Keyword search on "FmtSubscriber": report each line of the records that contains it.

• [Data supplied]
..........
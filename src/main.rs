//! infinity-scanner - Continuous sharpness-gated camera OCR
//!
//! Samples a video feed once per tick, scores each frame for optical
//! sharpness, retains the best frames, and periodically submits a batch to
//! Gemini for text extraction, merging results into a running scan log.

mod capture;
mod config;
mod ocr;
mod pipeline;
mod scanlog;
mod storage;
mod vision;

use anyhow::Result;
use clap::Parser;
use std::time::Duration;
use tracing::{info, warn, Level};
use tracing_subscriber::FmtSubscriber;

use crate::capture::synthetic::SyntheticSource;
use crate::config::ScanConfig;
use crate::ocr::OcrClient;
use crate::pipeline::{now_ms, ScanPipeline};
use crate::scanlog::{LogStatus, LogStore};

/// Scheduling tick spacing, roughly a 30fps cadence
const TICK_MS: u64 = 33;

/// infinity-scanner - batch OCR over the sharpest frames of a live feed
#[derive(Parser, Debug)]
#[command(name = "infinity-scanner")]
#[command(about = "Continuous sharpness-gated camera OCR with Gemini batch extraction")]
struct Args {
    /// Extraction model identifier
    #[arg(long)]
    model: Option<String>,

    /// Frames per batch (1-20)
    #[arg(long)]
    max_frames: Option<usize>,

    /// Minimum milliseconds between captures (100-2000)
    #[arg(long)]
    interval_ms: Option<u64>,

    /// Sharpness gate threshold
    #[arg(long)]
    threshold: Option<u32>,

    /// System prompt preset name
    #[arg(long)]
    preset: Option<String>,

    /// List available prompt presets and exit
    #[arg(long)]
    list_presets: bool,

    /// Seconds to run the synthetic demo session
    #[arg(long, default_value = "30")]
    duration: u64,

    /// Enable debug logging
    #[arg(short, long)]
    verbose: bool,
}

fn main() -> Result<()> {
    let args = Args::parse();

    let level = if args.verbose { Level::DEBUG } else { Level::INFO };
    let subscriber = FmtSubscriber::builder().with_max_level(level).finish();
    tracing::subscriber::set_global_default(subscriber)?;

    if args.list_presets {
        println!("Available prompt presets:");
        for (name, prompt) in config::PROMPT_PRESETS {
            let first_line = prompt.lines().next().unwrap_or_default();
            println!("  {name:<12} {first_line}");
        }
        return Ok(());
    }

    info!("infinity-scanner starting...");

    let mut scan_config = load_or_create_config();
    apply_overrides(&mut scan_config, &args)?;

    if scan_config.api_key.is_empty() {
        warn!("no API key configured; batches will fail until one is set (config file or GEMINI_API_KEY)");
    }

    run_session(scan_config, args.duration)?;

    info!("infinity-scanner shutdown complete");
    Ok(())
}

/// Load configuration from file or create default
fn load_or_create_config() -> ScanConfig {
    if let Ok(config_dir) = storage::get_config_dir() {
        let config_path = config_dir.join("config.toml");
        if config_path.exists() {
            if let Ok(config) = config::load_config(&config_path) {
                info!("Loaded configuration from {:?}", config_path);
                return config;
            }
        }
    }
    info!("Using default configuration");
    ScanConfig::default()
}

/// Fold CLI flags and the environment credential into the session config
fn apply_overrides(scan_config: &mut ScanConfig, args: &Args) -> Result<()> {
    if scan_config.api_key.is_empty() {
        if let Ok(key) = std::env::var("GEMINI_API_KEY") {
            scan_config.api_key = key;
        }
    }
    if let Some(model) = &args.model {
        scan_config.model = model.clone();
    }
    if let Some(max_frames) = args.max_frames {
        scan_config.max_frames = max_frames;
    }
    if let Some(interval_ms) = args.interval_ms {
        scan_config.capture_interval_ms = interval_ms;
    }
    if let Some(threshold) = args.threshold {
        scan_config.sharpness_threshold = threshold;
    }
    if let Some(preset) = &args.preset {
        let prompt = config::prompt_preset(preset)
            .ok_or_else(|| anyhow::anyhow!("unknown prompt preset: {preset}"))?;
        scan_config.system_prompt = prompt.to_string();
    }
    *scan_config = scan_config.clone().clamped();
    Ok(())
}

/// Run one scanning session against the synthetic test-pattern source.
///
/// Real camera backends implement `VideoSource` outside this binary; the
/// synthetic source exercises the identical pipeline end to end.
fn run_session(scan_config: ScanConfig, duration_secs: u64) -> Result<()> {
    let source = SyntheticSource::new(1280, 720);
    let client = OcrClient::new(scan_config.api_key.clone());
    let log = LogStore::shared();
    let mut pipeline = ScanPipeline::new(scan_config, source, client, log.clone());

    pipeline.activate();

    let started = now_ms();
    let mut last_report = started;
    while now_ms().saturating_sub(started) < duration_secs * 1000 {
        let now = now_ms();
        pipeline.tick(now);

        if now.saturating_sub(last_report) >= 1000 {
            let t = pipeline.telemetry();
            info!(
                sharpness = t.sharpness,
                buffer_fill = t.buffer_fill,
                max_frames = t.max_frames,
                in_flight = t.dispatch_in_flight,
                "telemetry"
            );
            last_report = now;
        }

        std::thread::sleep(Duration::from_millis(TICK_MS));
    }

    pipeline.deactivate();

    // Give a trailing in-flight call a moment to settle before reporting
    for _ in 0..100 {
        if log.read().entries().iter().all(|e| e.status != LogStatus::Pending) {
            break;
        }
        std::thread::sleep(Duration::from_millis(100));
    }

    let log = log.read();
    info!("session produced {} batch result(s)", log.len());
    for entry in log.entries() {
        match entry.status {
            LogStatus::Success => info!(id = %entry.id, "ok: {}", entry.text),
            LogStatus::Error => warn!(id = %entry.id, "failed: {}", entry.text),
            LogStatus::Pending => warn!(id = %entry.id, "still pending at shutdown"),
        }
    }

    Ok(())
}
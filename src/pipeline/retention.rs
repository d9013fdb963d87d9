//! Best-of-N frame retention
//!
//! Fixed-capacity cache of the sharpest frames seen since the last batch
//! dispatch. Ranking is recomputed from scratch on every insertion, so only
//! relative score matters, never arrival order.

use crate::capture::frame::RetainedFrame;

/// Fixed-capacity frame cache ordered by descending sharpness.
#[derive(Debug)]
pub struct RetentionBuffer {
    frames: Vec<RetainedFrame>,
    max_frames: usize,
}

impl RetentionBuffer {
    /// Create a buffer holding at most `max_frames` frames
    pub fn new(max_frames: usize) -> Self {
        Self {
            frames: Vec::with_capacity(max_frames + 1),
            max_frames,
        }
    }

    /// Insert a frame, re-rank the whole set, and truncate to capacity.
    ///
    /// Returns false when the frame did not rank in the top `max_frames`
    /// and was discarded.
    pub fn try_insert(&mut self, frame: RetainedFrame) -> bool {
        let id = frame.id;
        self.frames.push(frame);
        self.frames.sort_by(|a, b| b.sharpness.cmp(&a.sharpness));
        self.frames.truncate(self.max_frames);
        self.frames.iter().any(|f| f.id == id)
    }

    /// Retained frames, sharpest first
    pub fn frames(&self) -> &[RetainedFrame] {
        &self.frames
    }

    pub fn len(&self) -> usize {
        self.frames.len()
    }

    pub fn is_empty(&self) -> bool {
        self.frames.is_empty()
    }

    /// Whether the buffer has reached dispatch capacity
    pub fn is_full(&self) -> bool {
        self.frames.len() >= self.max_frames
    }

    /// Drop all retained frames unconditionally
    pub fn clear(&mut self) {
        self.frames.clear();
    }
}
..........
• [Exercise answer]
use tracing_subscriber::FmtSubscriber;
    let subscriber = FmtSubscriber::builder().with_max_level(level).finish();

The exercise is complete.